* **Problem requirements**:
Lines with "NaiveDate": please show every one of them from the listing below.

(Input records Opens)

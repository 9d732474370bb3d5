//! CSV importers for seeding the store.
//!
//! Line items are read in long format:
//!
//! ```text
//! ticker,statement,line_item,fiscal_year,fiscal_quarter,value
//! ESS,Income Statement,Total Revenue,2024,1,"437,120"
//! ESS,Industry Specific,FFO Per Share,2023,,15.79
//! ```
//!
//! An empty quarter marks an annual row. Placeholder values (`-`, blank,
//! `NaN`) and anything that does not parse as a number are stored as absent.
//! Rows without a usable ticker, line item, statement or fiscal year are
//! skipped and counted.

use crate::error::Result;
use crate::types::{LineItemObservation, PriceObservation, ReitProfile, StatementKind};
use chrono::NaiveDate;
use csv::{ReaderBuilder, Trim};
use serde::Deserialize;
use std::fs::File;
use std::io::Read;
use std::path::Path;
use tracing::{debug, info, warn};

/// Records parsed from one CSV source plus the number of rejected rows.
#[derive(Debug, Clone, PartialEq)]
pub struct ImportBatch<T> {
    /// Accepted records, in file order
    pub records: Vec<T>,
    /// Rows that could not be used
    pub skipped: usize,
}

impl<T> ImportBatch<T> {
    const fn new() -> Self {
        Self {
            records: Vec::new(),
            skipped: 0,
        }
    }
}

#[derive(Debug, Deserialize)]
struct LineItemRecord {
    ticker: String,
    statement: String,
    line_item: String,
    fiscal_year: String,
    #[serde(default)]
    fiscal_quarter: Option<String>,
    #[serde(default)]
    value: Option<String>,
}

#[derive(Debug, Deserialize)]
struct PriceRecord {
    ticker: String,
    date: String,
    close_price: String,
}

#[derive(Debug, Deserialize)]
struct ProfileRecord {
    #[serde(alias = "Ticker")]
    ticker: String,
    #[serde(default, alias = "Company_Name")]
    company_name: Option<String>,
    #[serde(default, alias = "Business_Description")]
    business_description: Option<String>,
    #[serde(default, alias = "Website")]
    website: Option<String>,
    #[serde(default, alias = "Property_Type")]
    property_type: Option<String>,
    #[serde(default, alias = "Country_Region")]
    country_region: Option<String>,
}

fn reader<R: Read>(input: R) -> csv::Reader<R> {
    ReaderBuilder::new()
        .trim(Trim::All)
        .flexible(true)
        .from_reader(input)
}

/// Parse a numeric cell, treating placeholders as absent.
pub fn parse_value(raw: &str) -> Option<f64> {
    let cleaned = raw.trim().replace(',', "");
    match cleaned.as_str() {
        "" | "-" | "--" | "NA" | "N/A" => None,
        s => s.parse::<f64>().ok().filter(|v| v.is_finite()),
    }
}

/// Parse a fiscal quarter cell such as `"2"` or `"Q2"`.
///
/// `Ok(None)` is an annual row; `Err(())` is a cell that names no quarter.
fn parse_quarter(raw: Option<&str>) -> std::result::Result<Option<i32>, ()> {
    let Some(raw) = raw.map(str::trim).filter(|s| !s.is_empty()) else {
        return Ok(None);
    };
    let digits = raw.trim_start_matches(['Q', 'q']);
    digits.parse::<i32>().map(Some).map_err(|_| ())
}

fn non_empty(value: Option<String>) -> Option<String> {
    value.filter(|s| !s.trim().is_empty())
}

/// Read long-format line items from any reader.
pub fn read_line_items<R: Read>(input: R) -> Result<ImportBatch<LineItemObservation>> {
    let mut batch = ImportBatch::new();

    for (line, record) in reader(input).deserialize::<LineItemRecord>().enumerate() {
        let record = match record {
            Ok(r) => r,
            Err(e) => {
                warn!(line = line + 2, error = %e, "skipping malformed line item row");
                batch.skipped += 1;
                continue;
            }
        };

        if record.ticker.is_empty() || record.line_item.is_empty() {
            warn!(line = line + 2, "skipping line item row without ticker or name");
            batch.skipped += 1;
            continue;
        }

        let Ok(statement) = StatementKind::parse_label(&record.statement) else {
            warn!(line = line + 2, statement = %record.statement, "skipping row with unknown statement");
            batch.skipped += 1;
            continue;
        };

        let Ok(fiscal_year) = record.fiscal_year.parse::<i32>() else {
            warn!(line = line + 2, fiscal_year = %record.fiscal_year, "skipping row without fiscal year");
            batch.skipped += 1;
            continue;
        };

        let Ok(fiscal_quarter) = parse_quarter(record.fiscal_quarter.as_deref()) else {
            warn!(line = line + 2, "skipping row with unparseable fiscal quarter");
            batch.skipped += 1;
            continue;
        };

        let value = record.value.as_deref().and_then(parse_value);
        if value.is_none() {
            debug!(line = line + 2, ticker = %record.ticker, "storing absent value");
        }

        batch.records.push(LineItemObservation::new(
            record.ticker,
            statement,
            record.line_item,
            fiscal_year,
            fiscal_quarter,
            value,
        ));
    }

    info!(
        records = batch.records.len(),
        skipped = batch.skipped,
        "read line items"
    );
    Ok(batch)
}

/// Read closing prices (`ticker,date,close_price`) from any reader.
pub fn read_prices<R: Read>(input: R) -> Result<ImportBatch<PriceObservation>> {
    let mut batch = ImportBatch::new();

    for (line, record) in reader(input).deserialize::<PriceRecord>().enumerate() {
        let parsed = record.ok().and_then(|r| {
            let date = NaiveDate::parse_from_str(&r.date, "%Y-%m-%d").ok()?;
            let close = parse_value(&r.close_price).filter(|c| *c > 0.0)?;
            (!r.ticker.is_empty()).then(|| PriceObservation::new(r.ticker, date, close))
        });

        match parsed {
            Some(price) => batch.records.push(price),
            None => {
                warn!(line = line + 2, "skipping malformed price row");
                batch.skipped += 1;
            }
        }
    }

    info!(
        records = batch.records.len(),
        skipped = batch.skipped,
        "read prices"
    );
    Ok(batch)
}

/// Read REIT profiles from any reader.
///
/// Accepts both snake_case headers and the `Company_Name` style used by the
/// business data export.
pub fn read_profiles<R: Read>(input: R) -> Result<ImportBatch<ReitProfile>> {
    let mut batch = ImportBatch::new();

    for (line, record) in reader(input).deserialize::<ProfileRecord>().enumerate() {
        match record {
            Ok(r) if !r.ticker.is_empty() => batch.records.push(ReitProfile {
                ticker: r.ticker.to_uppercase(),
                company_name: non_empty(r.company_name),
                business_description: non_empty(r.business_description),
                website: non_empty(r.website),
                property_type: non_empty(r.property_type),
                country_region: non_empty(r.country_region),
            }),
            _ => {
                warn!(line = line + 2, "skipping malformed profile row");
                batch.skipped += 1;
            }
        }
    }

    info!(
        records = batch.records.len(),
        skipped = batch.skipped,
        "read profiles"
    );
    Ok(batch)
}

/// Read line items from a CSV file.
pub fn read_line_items_from_path<P: AsRef<Path>>(
    path: P,
) -> Result<ImportBatch<LineItemObservation>> {
    read_line_items(File::open(path)?)
}

/// Read prices from a CSV file.
pub fn read_prices_from_path<P: AsRef<Path>>(path: P) -> Result<ImportBatch<PriceObservation>> {
    read_prices(File::open(path)?)
}

/// Read profiles from a CSV file.
pub fn read_profiles_from_path<P: AsRef<Path>>(path: P) -> Result<ImportBatch<ReitProfile>> {
    read_profiles(File::open(path)?)
}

(Input records Closes)

* **Response**:
use chrono::NaiveDate;
            let date = NaiveDate::parse_from_str(&r.date, "%Y-%m-%d").ok()?;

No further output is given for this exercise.